Le 16 novembre 2019, le New York Times publie plus de 400 documents internes chinois qui portent à la lumière l’atroce répression endurée par les Ouïgours depuis plus de dix ans. Ces révélations donnent un aperçu sans précédent de la politique d’internement massif de cette minorité turcophone musulmane de la région autonome du Xinjiang et font l’effet d’un choc dans l’opinion publique.

Les protestations et actions de soutien se multiplient partout dans le monde et une réaction politique est des plus attendues. C’est dans cet esprit que les négociateurs du Parlement européen et du Conseil de l’Union Européenne sont parvenus à un accord sur l’interdiction des produits issus du travail forcé ce mardi 5 mars.

Hélène Aldeguer, 2020

Travail forcé ou esclavage moderne

En 1949, l’ONU adopte la Convention pour la répression de la traite des êtres humains et de l’exploitation de la prostitution d’autrui, et l’année suivante, la Convention européenne des droits de l’homme est adoptée et proscrit dans son quatrième article l’esclavage et le travail forcé. Néanmoins, l’omniprésence de produits issus du travail forcé sur notre marché est une réalité criante.
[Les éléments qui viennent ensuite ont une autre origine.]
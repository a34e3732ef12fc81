use async_trait::async_trait;
use docqa_core::{
    ChatModel, HashedEmbedder, IndexMode, LoadError, LocalVectorIndex, PipelineConfig,
    PipelineError, Reply, ServiceError, Session, UploadedFile, VectorIndex, FALLBACK_ANSWER,
    NOT_PROCESSED_WARNING,
};
use std::error::Error;
use std::sync::atomic::{AtomicUsize, Ordering};
use std::sync::Arc;
use tempfile::{tempdir, TempDir};

/// Answers only when the context section of the prompt contains `needle`.
struct ContextOracle {
    needle: &'static str,
    answer: &'static str,
    calls: AtomicUsize,
}

impl ContextOracle {
    fn new(needle: &'static str, answer: &'static str) -> Arc<Self> {
        Arc::new(Self {
            needle,
            answer,
            calls: AtomicUsize::new(0),
        })
    }

    fn calls(&self) -> usize {
        self.calls.load(Ordering::SeqCst)
    }
}

#[async_trait]
impl ChatModel for ContextOracle {
    fn model(&self) -> &str {
        "context-oracle"
    }

    async fn complete(&self, prompt: &str, temperature: f32) -> Result<String, ServiceError> {
        self.calls.fetch_add(1, Ordering::SeqCst);
        assert_eq!(temperature, 0.0);

        let context = prompt
            .split_once("Context:\n")
            .and_then(|(_, rest)| rest.split_once("\n\nQuestion:\n"))
            .map(|(context, _)| context)
            .unwrap_or_default();

        if context.contains(self.needle) {
            Ok(self.answer.to_string())
        } else {
            Ok(FALLBACK_ANSWER.to_string())
        }
    }
}

struct UnreachableModel;

#[async_trait]
impl ChatModel for UnreachableModel {
    fn model(&self) -> &str {
        "unreachable"
    }

    async fn complete(&self, _prompt: &str, _temperature: f32) -> Result<String, ServiceError> {
        Err(ServiceError::BackendResponse {
            service: "chat-completions".to_string(),
            status: 503,
            details: "service unavailable".to_string(),
        })
    }
}

fn session(dir: &TempDir, model: Arc<dyn ChatModel>) -> Session {
    let config = PipelineConfig {
        upload_dir: dir.path().join("data"),
        index_dir: dir.path().join("vector_db"),
        ..PipelineConfig::default()
    };
    let index = LocalVectorIndex::new(config.index_dir.clone());
    Session::new(config, Arc::new(HashedEmbedder::default()), Box::new(index))
        .expect("default pipeline config is valid")
        .with_chat_model(model)
}

fn answer_text(reply: &Reply) -> &str {
    match reply {
        Reply::Answer { text, .. } => text,
        Reply::NotProcessed => panic!("expected an answer, got {reply:?}"),
    }
}

#[tokio::test]
async fn sky_question_is_answered_from_the_uploaded_text() -> Result<(), Box<dyn Error>> {
    let dir = tempdir()?;
    let model = ContextOracle::new("blue", "The sky is blue.");
    let mut session = session(&dir, model.clone());

    let report = session
        .process(
            &[UploadedFile::new("sky.txt", "The sky is blue.")],
            IndexMode::Rebuild,
        )
        .await?;
    assert_eq!(report.documents, 1);
    assert_eq!(report.chunks, 1);

    let reply = session.ask("What color is the sky?").await?;

    match &reply {
        Reply::Answer {
            text,
            grounded,
            sources,
        } => {
            assert!(text.contains("blue"));
            assert!(*grounded);
            assert!(sources[0].chunk_text.contains("blue"));
            assert_eq!(sources[0].metadata.source_id, "sky.txt");
        }
        Reply::NotProcessed => panic!("documents were processed"),
    }
    assert_eq!(model.calls(), 1);
    Ok(())
}

#[tokio::test]
async fn asking_before_processing_warns_without_calling_the_model() -> Result<(), Box<dyn Error>> {
    let dir = tempdir()?;
    let model = ContextOracle::new("blue", "The sky is blue.");
    let session = session(&dir, model.clone());

    let reply = session.ask("What color is the sky?").await?;

    assert_eq!(reply, Reply::NotProcessed);
    assert_eq!(reply.to_string(), NOT_PROCESSED_WARNING);
    assert_eq!(model.calls(), 0);
    Ok(())
}

#[tokio::test]
async fn unrelated_question_gets_the_fallback_answer() -> Result<(), Box<dyn Error>> {
    let dir = tempdir()?;
    let model = ContextOracle::new("Paris", "Paris is the capital of France.");
    let mut session = session(&dir, model.clone());

    session
        .process(
            &[UploadedFile::new(
                "apples.txt",
                "Apples grow on trees. Red apples are sweet and green apples are tart.",
            )],
            IndexMode::Rebuild,
        )
        .await?;

    let reply = session.ask("What is the capital of France?").await?;

    assert_eq!(answer_text(&reply), FALLBACK_ANSWER);
    assert!(matches!(reply, Reply::Answer { grounded: false, .. }));
    assert_eq!(model.calls(), 1);
    Ok(())
}

#[tokio::test]
async fn reprocessing_replaces_the_previous_documents() -> Result<(), Box<dyn Error>> {
    let dir = tempdir()?;
    let model = ContextOracle::new("apples", "Apples are red.");
    let mut session = session(&dir, model.clone());

    session
        .process(
            &[UploadedFile::new("apples.txt", "Red apples grow in the orchard.")],
            IndexMode::Rebuild,
        )
        .await?;
    let before = session.ask("What grows in the orchard?").await?;
    assert_eq!(answer_text(&before), "Apples are red.");

    session
        .process(
            &[UploadedFile::new("sky.txt", "The sky is blue.")],
            IndexMode::Rebuild,
        )
        .await?;
    let after = session.ask("What grows in the orchard?").await?;

    assert_eq!(answer_text(&after), FALLBACK_ANSWER);
    match after {
        Reply::Answer { sources, .. } => {
            assert!(sources
                .iter()
                .all(|hit| !hit.chunk_text.contains("apples")));
            assert!(sources
                .iter()
                .all(|hit| hit.metadata.source_id == "sky.txt"));
        }
        Reply::NotProcessed => panic!("documents were processed"),
    }
    assert_eq!(session.index().len(), 1);
    Ok(())
}

#[tokio::test]
async fn append_mode_keeps_earlier_documents() -> Result<(), Box<dyn Error>> {
    let dir = tempdir()?;
    let model = ContextOracle::new("apples", "Apples are red.");
    let mut session = session(&dir, model);

    session
        .process(
            &[UploadedFile::new("apples.txt", "Red apples grow in the orchard.")],
            IndexMode::Rebuild,
        )
        .await?;
    let report = session
        .process(
            &[UploadedFile::new("sky.txt", "The sky is blue.")],
            IndexMode::Append,
        )
        .await?;

    assert_eq!(report.indexed, 2);
    let reply = session.ask("What grows in the orchard?").await?;
    assert_eq!(answer_text(&reply), "Apples are red.");
    Ok(())
}

#[tokio::test]
async fn processing_the_same_documents_twice_gives_stable_results() -> Result<(), Box<dyn Error>> {
    let dir = tempdir()?;
    let model = ContextOracle::new("pump", "Check the pump.");
    let mut session = session(&dir, model);
    let text = (0..20)
        .map(|index| {
            format!("Step {index}: inspect the hydraulic pump seal and record the pressure.")
        })
        .collect::<Vec<_>>()
        .join("\n\n");
    let files = [
        UploadedFile::new("manual.txt", text.clone()),
        UploadedFile::new("notes.txt", "The pump room is on the second floor."),
    ];

    session.process(&files, IndexMode::Rebuild).await?;
    let first = session.ask("Where is the pump room?").await?;
    session.process(&files, IndexMode::Rebuild).await?;
    let second = session.ask("Where is the pump room?").await?;

    let ids = |reply: &Reply| match reply {
        Reply::Answer { sources, .. } => sources
            .iter()
            .map(|hit| hit.metadata.chunk_id.clone())
            .collect::<Vec<_>>(),
        Reply::NotProcessed => Vec::new(),
    };
    assert_eq!(ids(&first).len(), 3);
    assert_eq!(ids(&first), ids(&second));
    Ok(())
}

#[tokio::test]
async fn upstream_failures_are_not_reported_as_grounding_misses() -> Result<(), Box<dyn Error>> {
    let dir = tempdir()?;
    let mut session = session(&dir, Arc::new(UnreachableModel));

    session
        .process(
            &[UploadedFile::new("sky.txt", "The sky is blue.")],
            IndexMode::Rebuild,
        )
        .await?;
    let result = session.ask("What color is the sky?").await;

    assert!(matches!(
        result,
        Err(PipelineError::Upstream(ServiceError::BackendResponse {
            status: 503,
            ..
        }))
    ));

    // The session stays usable after a failed round.
    session
        .process(
            &[UploadedFile::new("more.txt", "Grass is green.")],
            IndexMode::Append,
        )
        .await?;
    assert_eq!(session.index().len(), 2);
    Ok(())
}

#[tokio::test]
async fn a_batch_with_no_readable_files_keeps_the_current_index() -> Result<(), Box<dyn Error>> {
    let dir = tempdir()?;
    let model = ContextOracle::new("blue", "The sky is blue.");
    let mut session = session(&dir, model);

    session
        .process(
            &[UploadedFile::new("sky.txt", "The sky is blue.")],
            IndexMode::Rebuild,
        )
        .await?;
    let result = session
        .process(
            &[UploadedFile::new("broken.pdf", "%PDF-1.4\n%broken")],
            IndexMode::Rebuild,
        )
        .await;

    assert!(matches!(
        result,
        Err(PipelineError::Load(LoadError::NothingLoaded { skipped: 1 }))
    ));
    let reply = session.ask("What color is the sky?").await?;
    assert_eq!(answer_text(&reply), "The sky is blue.");
    Ok(())
}

#[tokio::test]
async fn skipped_files_are_reported_alongside_loaded_ones() -> Result<(), Box<dyn Error>> {
    let dir = tempdir()?;
    let model = ContextOracle::new("blue", "The sky is blue.");
    let mut session = session(&dir, model);

    let report = session
        .process(
            &[
                UploadedFile::new("broken.pdf", "%PDF-1.4\n%broken"),
                UploadedFile::new("sky.txt", "The sky is blue."),
            ],
            IndexMode::Rebuild,
        )
        .await?;

    assert_eq!(report.documents, 1);
    assert_eq!(report.skipped.len(), 1);
    assert_eq!(report.skipped[0].name, "broken.pdf");
    Ok(())
}

#[tokio::test]
async fn processed_index_is_persisted_for_a_later_session() -> Result<(), Box<dyn Error>> {
    let dir = tempdir()?;
    let model = ContextOracle::new("blue", "The sky is blue.");
    let mut first = session(&dir, model.clone());
    first
        .process(
            &[UploadedFile::new("sky.txt", "The sky is blue.")],
            IndexMode::Rebuild,
        )
        .await?;

    let reloaded = LocalVectorIndex::load(dir.path().join("vector_db"))?;
    assert_eq!(reloaded.len(), 1);

    let config = PipelineConfig {
        upload_dir: dir.path().join("data"),
        index_dir: dir.path().join("vector_db"),
        ..PipelineConfig::default()
    };
    let second = Session::new(config, Arc::new(HashedEmbedder::default()), Box::new(reloaded))?
        .with_chat_model(model);
    let reply = second.ask("What color is the sky?").await?;
    assert_eq!(answer_text(&reply), "The sky is blue.");
    Ok(())
}

#[tokio::test]
async fn rebuilding_succeeds_over_a_damaged_index_file() -> Result<(), Box<dyn Error>> {
    let dir = tempdir()?;
    let index_dir = dir.path().join("vector_db");
    std::fs::create_dir_all(&index_dir)?;
    std::fs::write(index_dir.join("index.json"), "garbage")?;

    let config = PipelineConfig {
        upload_dir: dir.path().join("data"),
        index_dir: index_dir.clone(),
        ..PipelineConfig::default()
    };
    let index = LocalVectorIndex::open(&index_dir, IndexMode::Rebuild)?;
    let mut session = Session::new(config, Arc::new(HashedEmbedder::default()), Box::new(index))?
        .with_chat_model(ContextOracle::new("blue", "The sky is blue."));

    session
        .process(
            &[UploadedFile::new("sky.txt", "The sky is blue.")],
            IndexMode::Rebuild,
        )
        .await?;

    assert_eq!(LocalVectorIndex::load(&index_dir)?.len(), 1);
    let reply = session.ask("What color is the sky?").await?;
    assert_eq!(answer_text(&reply), "The sky is blue.");
    Ok(())
}

#[tokio::test]
async fn empty_questions_are_rejected() -> Result<(), Box<dyn Error>> {
    let dir = tempdir()?;
    let session = session(&dir, ContextOracle::new("blue", "blue"));

    assert!(matches!(
        session.ask("   ").await,
        Err(PipelineError::EmptyQuestion)
    ));
    Ok(())
}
Aujourd’hui, 27,6 millions de personnes, dont 3,3 millions d’enfants, sont soumises au travail forcé selon les dernières données de l’Organisation internationale du travail (2021). Ces chiffres, bien plus qu’alarmants, ne cessent pourtant de croitre ces dernières années. Pour cause, une société de consommation qui nécessite de produire toujours plus, toujours plus vite et toujours plus abordable couplée avec une inaction à tous les niveaux de la chaine de production. Puisqu’une main d’œuvre avec de telles capacités n’existe simplement pas, certains Etats et organisations réduisent à l’esclavage des hommes, des femmes et des enfants pour des motivations principalement économiques.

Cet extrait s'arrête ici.